## Entries shown:
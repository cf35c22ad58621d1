//! EVS core: request building, response parsing and the pure poll state machine.
mod config;
mod error;
mod outcome;
mod output;
mod poll;
mod request;
mod response;

pub use config::{input_names, InputSource, NodeInputs, PollPolicy};
pub use error::EvsError;
pub use outcome::{resolve, PollOutcome, TransferReport};
pub use output::{CreationOutputs, OutputRecord, OutputUpdate};
pub use poll::{
    classify, update, PollEffect, PollExit, PollMsg, PollSnapshot, PollState, FAILURE_STATUSES,
    SUCCESS_STATUSES,
};
pub use request::{
    job_name_from_path, normalize_base, parse_metadata, JobRequest, MetadataEntry, MetadataInput,
    API_ROOT, DEFAULT_JOB_NAME,
};
pub use response::{parse_body, resolve_job_id, status_fields, StatusFields};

## What to produce:
From the line with "mod response;" through the last line of the records, set down every line exactly as written and leave out all others.

## Task answer:
mod response;

pub use config::{input_names, InputSource, NodeInputs, PollPolicy};
pub use error::EvsError;
pub use outcome::{resolve, PollOutcome, TransferReport};
pub use output::{CreationOutputs, OutputRecord, OutputUpdate};
pub use poll::{
    classify, update, PollEffect, PollExit, PollMsg, PollSnapshot, PollState, FAILURE_STATUSES,
    SUCCESS_STATUSES,
};
pub use request::{
    job_name_from_path, normalize_base, parse_metadata, JobRequest, MetadataEntry, MetadataInput,
    API_ROOT, DEFAULT_JOB_NAME,
};
pub use response::{parse_body, resolve_job_id, status_fields, StatusFields};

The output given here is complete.